Los anuncios de inversión del último año y medio prometen crear al menos 100.000 puestos de trabajo. Si bien se mantiene el desafío de que el crecimiento no se agolpe solo en los sectores ganadores, no solo tracciona Vaca Muerta.
Si bien las zonas con mayores montos explican gran parte de la creación de empleo, no necesariamente a mayor inversión hay mayor empleo.
Las inversiones anunciadas en el último año y medio, que exceden los anuncios del Régimen de Incentivo a las Grandes Inversiones (RIGI), se concentran en las regiones vinculadas a la energía principalmente, aunque las demás también tuvieron sus respectivos anuncios.
Desde el Gobierno anticiparon que las inversiones canalizadas a través del RIGI implicarán un gasto de al menos u$s 140.000 millones. Hasta ahora se aprobaron proyectos en el RIGI por u$s 29.014 millones, que representaron ingresos por dólares por u$s 700 millones, dentro del plazo de dos años desde la aprobación para ingresar el 40% del monto anunciado.
A nivel país, estos suman u$s 37.989 millones según relevó el IERAL de Fundación Mediterránea.
En la Patagonia, los anuncios en este período sumaron u$s 12.284 millones, principalmente ubicados en las provincias de Neuquén y Río Negro y concentrados en los sectores de petróleo y gas y su infraestructura asociada al sector y a Vaca Muerta.
La región también es la primera en términos de empleo esperado, ya que ella sola crearía 35.564 puestos. Solo en petróleo y gas proyectan que se crearán 19.000 puestos de trabajo, mientras que los demás se distribuirán principalmente entre sus proveedores.

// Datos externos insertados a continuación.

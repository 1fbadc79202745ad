use std::rc::Rc;
use std::sync::atomic::{AtomicU64, Ordering};
use std::sync::{Arc, Mutex};
use std::time::Duration;

// used for the audit stamps handed to models
use chrono::Utc;

// used for persistence
use rusqlite::Connection;

use tracing::info;

// our own stuff that we need
use crate::config::{PersistenceMode, Settings};
use crate::dispatch::ContractRegistry;
use crate::error::{AmbitError, Result};
use crate::mapping::MappingStore;
use crate::model::AuditStamp;
use crate::scope::{self, Scope};
use crate::unit_of_work::{Begin, UnitOfWork};

// the busy timeout rusqlite installs on every fresh connection
const DRIVER_DEFAULT_TIMEOUT: Duration = Duration::from_secs(5);

static NEXT_DATABASE: AtomicU64 = AtomicU64::new(1);

struct Inner {
    settings: Settings,
    location: String,
    // in-memory data lives only as long as some connection to it is open
    keeper: Mutex<Option<Connection>>,
    mappings: MappingStore,
    contracts: ContractRegistry,
}

/// The shared entry point: hands out units of work against one store.
///
/// Cloning is cheap and every clone sees the same store, mapping store and
/// contract registry. `Database` is `Send + Sync`; the units of work it opens
/// are not, since they belong to the call chain that opened them.
#[derive(Clone)]
pub struct Database {
    inner: Arc<Inner>,
    actor: Option<i64>,
}

impl Database {
    pub fn open(settings: Settings) -> Result<Self> {
        settings.validate()?;
        let (location, keeper) = match &settings.persistence {
            PersistenceMode::InMemory => {
                let n = NEXT_DATABASE.fetch_add(1, Ordering::Relaxed);
                // a named memdb store is shared by every connection of the process and
                // locks like a file, so contending units wait out the busy timeout
                let uri = format!("file:/ambit-{}-{}?vfs=memdb", std::process::id(), n);
                let keeper = Connection::open(&uri)?;
                (uri, Some(keeper))
            }
            PersistenceMode::File(path) => (path.clone(), None),
        };
        info!(location = %location, "database opened");
        let mappings = MappingStore::new(settings.mapping_dir.clone());
        Ok(Self {
            inner: Arc::new(Inner {
                settings,
                location,
                keeper: Mutex::new(keeper),
                mappings,
                contracts: ContractRegistry::new(),
            }),
            actor: None,
        })
    }
    pub fn in_memory() -> Result<Self> {
        Self::open(Settings::in_memory())
    }
    pub fn settings(&self) -> &Settings {
        &self.inner.settings
    }
    /// The file path or in-memory URI all connections are opened against.
    pub fn location(&self) -> &str {
        &self.inner.location
    }
    pub fn mappings(&self) -> &MappingStore {
        &self.inner.mappings
    }
    pub fn contracts(&self) -> &ContractRegistry {
        &self.inner.contracts
    }
    fn default_timeout(&self) -> Duration {
        self.inner.settings.command_timeout().unwrap_or(DRIVER_DEFAULT_TIMEOUT)
    }
    /// A fresh physical connection; every unit of work gets its own.
    pub fn open_connection(&self) -> Result<Connection> {
        let connection = Connection::open(&self.inner.location)?;
        if let Some(timeout) = self.inner.settings.command_timeout() {
            connection.busy_timeout(timeout)?;
        }
        Ok(connection)
    }
    /// Opens a unit of work that nothing else can see. Prefer [`Database::scope`].
    pub fn begin(&self) -> Result<UnitOfWork> {
        self.begin_with(Begin::Deferred)
    }
    /// Like [`Database::begin`], but the unit holds the write lock from the start.
    pub fn begin_immediate(&self) -> Result<UnitOfWork> {
        self.begin_with(Begin::Immediate)
    }
    pub(crate) fn begin_with(&self, begin: Begin) -> Result<UnitOfWork> {
        UnitOfWork::open_with(self.open_connection()?, self.location(), Some(begin), self.default_timeout())
    }
    /// Joins the ambient unit of work, or creates and owns a new one.
    pub fn scope(&self) -> Result<Scope> {
        Scope::join_or_create(self, Begin::Deferred)
    }
    /// Like [`Database::scope`], but a unit it creates holds the write lock from
    /// the start. Use it for call chains that read and then write.
    pub fn write_scope(&self) -> Result<Scope> {
        Scope::join_or_create(self, Begin::Immediate)
    }
    /// Creates a new ambient unit of work; fails if one is already active.
    pub fn create_new(&self) -> Result<Scope> {
        Scope::create_new(self, Begin::Deferred)
    }
    /// The ambient unit of work of this call chain, if it belongs to this database.
    pub fn current(&self) -> Option<Rc<UnitOfWork>> {
        scope::current().filter(|unit| unit.origin() == self.location())
    }
    /// Runs schema or seed statements outside of any unit of work.
    pub fn execute_batch(&self, sql: &str) -> Result<()> {
        let keeper = self.inner.keeper.lock()?;
        match keeper.as_ref() {
            Some(connection) => connection.execute_batch(sql)?,
            None => self.open_connection()?.execute_batch(sql)?,
        }
        Ok(())
    }

    // ------------- Audit -------------
    /// A handle whose writes are stamped with `user` instead of the system user.
    pub fn acting_as(&self, user: i64) -> Self {
        Self { inner: Arc::clone(&self.inner), actor: Some(user) }
    }
    pub fn actor(&self) -> i64 {
        self.actor.unwrap_or(self.inner.settings.system_user)
    }
    pub fn stamp(&self) -> AuditStamp {
        AuditStamp { at: Utc::now().naive_utc(), user: self.actor() }
    }
    pub(crate) fn ensure_owns(&self, unit: &UnitOfWork) -> Result<()> {
        if unit.origin() != self.location() {
            return Err(AmbitError::Configuration(format!(
                "unit of work {} belongs to '{}', not '{}'",
                unit.id(),
                unit.origin(),
                self.location()
            )));
        }
        Ok(())
    }
}

impl std::fmt::Debug for Database {
    fn fmt(&self, f: &mut std::fmt::Formatter<'_>) -> std::fmt::Result {
        f.debug_struct("Database").field("location", &self.inner.location).field("actor", &self.actor).finish()
    }
}

#[cfg(test)]
mod tests {
    use super::*;
    use crate::command::Command;
    use crate::value::Value;

    #[test]
    fn in_memory_databases_are_private_and_shared_between_units() {
        let a = Database::in_memory().unwrap();
        let b = Database::in_memory().unwrap();
        assert_ne!(a.location(), b.location());
        a.execute_batch("create table t (v integer); insert into t values (1);").unwrap();
        let unit = a.begin().unwrap();
        let n: i64 = unit.connection().unwrap().query_row("select count(*) from t", [], |r| r.get(0)).unwrap();
        assert_eq!(n, 1);
        assert!(b.execute_batch("select * from t").is_err());
    }

    #[test]
    fn an_immediate_unit_keeps_other_units_waiting() {
        let db = Database::open(Settings::in_memory().with_command_timeout(Duration::from_millis(20))).unwrap();
        db.execute_batch("create table t (v integer); insert into t values (1);").unwrap();
        let writer = db.begin_immediate().unwrap();
        let reader = db.begin().unwrap();
        let mut count = Command::new("select count(*) from t");
        assert!(matches!(reader.execute_scalar(&mut count), Err(AmbitError::Persistence(_))));
        writer.release().unwrap();
        assert_eq!(reader.execute_scalar(&mut count).unwrap(), Value::Integer(1));
    }

    #[test]
    fn acting_user_overrides_the_system_user() {
        let db = Database::open(Settings { system_user: 7, ..Settings::in_memory() }).unwrap();
        assert_eq!(db.stamp().user, 7);
        assert_eq!(db.acting_as(42).stamp().user, 42);
        assert_eq!(db.acting_as(42).location(), db.location());
    }
}
impl MappingStore {
    pub fn new(dir: Option<PathBuf>) -> Self {
        Self { dir, mappings: RwLock::new(HashMap::default()), loads: AtomicUsize::new(0) }
    }
    /// Adds a document directly; an entity can only ever be registered once.
    pub fn register(&self, document: MappingDocument) -> Result<Arc<EntityMapping>> {
        let mapping = Arc::new(EntityMapping::new(document)?);
        let mut mappings = self.mappings.write()?;
        if mappings.contains_key(mapping.entity()) {
            return Err(AmbitError::Configuration(format!("{} is already mapped", mapping.entity())));
        }
        mappings.insert(mapping.entity().to_string(), Arc::clone(&mapping));
        self.loads.fetch_add(1, Ordering::Relaxed);
        info!(entity = %mapping.entity(), fingerprint = %mapping.fingerprint, "mapping registered");
        Ok(mapping)
    }
    pub fn register_json(&self, json: &str) -> Result<Arc<EntityMapping>> {
        self.register(MappingDocument::from_json(json)?)
    }
    /// The mapping of `M`, read from the mapping directory on first use.
    pub fn get<M: Entity>(&self) -> Result<Arc<EntityMapping>> {
        let mapping = self.get_by_name(M::TYPE_NAME)?;
        mapping.validate_against::<M>()?;
        Ok(mapping)
    }
    pub fn get_by_name(&self, entity: &str) -> Result<Arc<EntityMapping>> {
        if let Some(mapping) = self.mappings.read()?.get(entity) {
            return Ok(Arc::clone(mapping));
        }
        let Some(dir) = &self.dir else {
            return Err(AmbitError::Configuration(format!("no mapping for {entity} and no mapping directory")));
        };
        let path = dir.join(MappingDocument::file_name(entity));
        let mut mappings = self.mappings.write()?;
        // another thread may have loaded it while we waited for the lock
        if let Some(mapping) = mappings.get(entity) {
            return Ok(Arc::clone(mapping));
        }
        let document = MappingDocument::from_path(&path)?;
        if document.entity != entity {
            return Err(AmbitError::mapping(
                format!("{} describes {}", path.display(), document.entity),
                Some(entity),
            ));
        }
        let mapping = Arc::new(EntityMapping::new(document)?);
        mappings.insert(entity.to_string(), Arc::clone(&mapping));
        self.loads.fetch_add(1, Ordering::Relaxed);
        info!(entity, path = %path.display(), fingerprint = %mapping.fingerprint, "mapping loaded");
        Ok(mapping)
    }
    pub fn contains(&self, entity: &str) -> bool {
        self.mappings.read().map(|m| m.contains_key(entity)).unwrap_or(false)
    }
    /// How many documents were read or registered; cache hits do not count.
    pub fn load_count(&self) -> usize {
        self.loads.load(Ordering::Relaxed)
    }
}

// ------------- Row and parameter mapping -------------

/// Copies one result row onto `model` following the descriptor's field list.
pub fn map_row<M: Entity>(
    descriptor: &CommandDescriptor,
    columns: &[String],
    values: &[Value],
    model: &mut M,
) -> Result<()> {
    if descriptor.fields.is_empty() {
        for (column, value) in columns.iter().zip(values) {
            if let Some(property) = M::resolve_property(column) {
                model.set_property(property, value)?;
            }
        }
        return Ok(());
    }
    for field in &descriptor.fields {
        let index = columns.iter().position(|c| c.eq_ignore_ascii_case(&field.column)).ok_or_else(|| {
            AmbitError::mapping(format!("result has no column '{}'", field.column), Some(M::TYPE_NAME))
        })?;
        let property = M::resolve_property(&field.property).ok_or_else(|| {
            AmbitError::mapping(format!("no writable property '{}'", field.property), Some(M::TYPE_NAME))
        })?;
        let value = values.get(index).cloned().unwrap_or(Value::Null);
        model.set_property(property, &value)?;
    }
    Ok(())
}

/// Builds the command, sourcing input parameters from `model`.
pub fn bind_parameters<M: Entity>(descriptor: &CommandDescriptor, model: &M) -> Result<Command> {
    let mut command = descriptor.command();
    for (parameter, declared) in command.parameters.iter_mut().zip(&descriptor.parameters) {
        if !declared.direction.is_input() {
            continue;
        }
        let property = M::resolve_property(declared.property_name()).ok_or_else(|| {
            AmbitError::mapping(
                format!("parameter '{}' has no property '{}'", declared.name, declared.property_name()),
                Some(M::TYPE_NAME),
            )
        })?;
        parameter.value = model.property(property)?;
    }
    Ok(command)
}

En el ranking se ubica en segundo lugar la región de Cuyo con u$s 10.146 millones, traccionado por las inversiones en minería de cobre y oro ubicadas en San Juan, mientras que en Mendoza se suman las vinculadas a la energía y la modernización de las refinerías.
En materia de empleo se proyectan 27.575 puestos impulsados por la minería, pero también por la industria alimenticia en San Luis.
La región Noroeste espera la llegada de u$s 7705 millones, motorizados por inversiones en la zona del triángulo del litio, entre los que se destaca Salta. Catamarca también cuenta con proyectos mineros mientras que Tucumán se verá impulsado por la agroindustria.
Si bien es la tercera en monto anunciado, es la región en la que menor creación de empleo se espera, con 11.150 puestos de trabajo. “En esta región se destaca que, aunque sus montos de inversión son elevados (especialmente explicados por la producción/extracción de litio), la generación de empleo directo es más moderada comparada con otras regiones. Esto sugiere que la minería de litio y minerales críticos en el norte requiere de políticas complementarias para fomentar proveedores locales y servicios que amplíen la base laboral”, explicaron desde el IERAL.
La región Centro, que integra Buenos Aires, Santa Fe, Córdoba, La Pampa y Entre Ríos, suma anuncios de inversión por u$s 5198 millones, pero espera al menos la creación de 17.460 puestos de trabajo. Los sectores que explicarán esta suba son energía, agroindustria, telecomunicaciones, industria alimenticia, el sector inmobiliario, turismo, transporte, salud, tecnología, siderurgia, entre otros. La provincia de Buenos Aires concentra la mayoría de las inversiones, principalmente explicado por la siderurgia y la producción de fertilizantes, mientras que en la Ciudad se concentran las vinculadas a la inversión y tecnología.
El Noreste suma anuncios por u$s 2658 millones, de los cuales la gran mayoría (u$s 2000 millones) están vinculados a una inversión en la producción de pasta de celulosa en Corrientes, mientras que Misiones espera por la modernización de su planta de celulosa y cuenta con anuncios de proyectos turísticos. En el caso de Chaco y Formosa, las inversiones se vinculan a parques solares y plantas industriales.
Si bien cuenta con la menor inversión, el NEA espera la cuarta mayor creación de empleo vinculada a estas inversiones, ya que proyectan 13.718 puestos de trabajo. Solo la planta de celulosa demandará 13.000 puestos de trabajo.
Para el economista jefe de IERAL, Gerardo Alonso Schwarz, el desafío es que los sectores más dinámicos impulsen a sus proveedores locales. “La disparidad en la distribución de inversiones y su impacto en el empleo subraya la necesidad de políticas públicas que complementen los esquemas de incentivos nacionales”, dijo el economista.
En este sentido, planteó que para las regiones no ganadoras, los estímulos deberán vincularse a la logística y la capacitación de capital humano, además de incentivos fiscales para la creación o modernización de proveedores.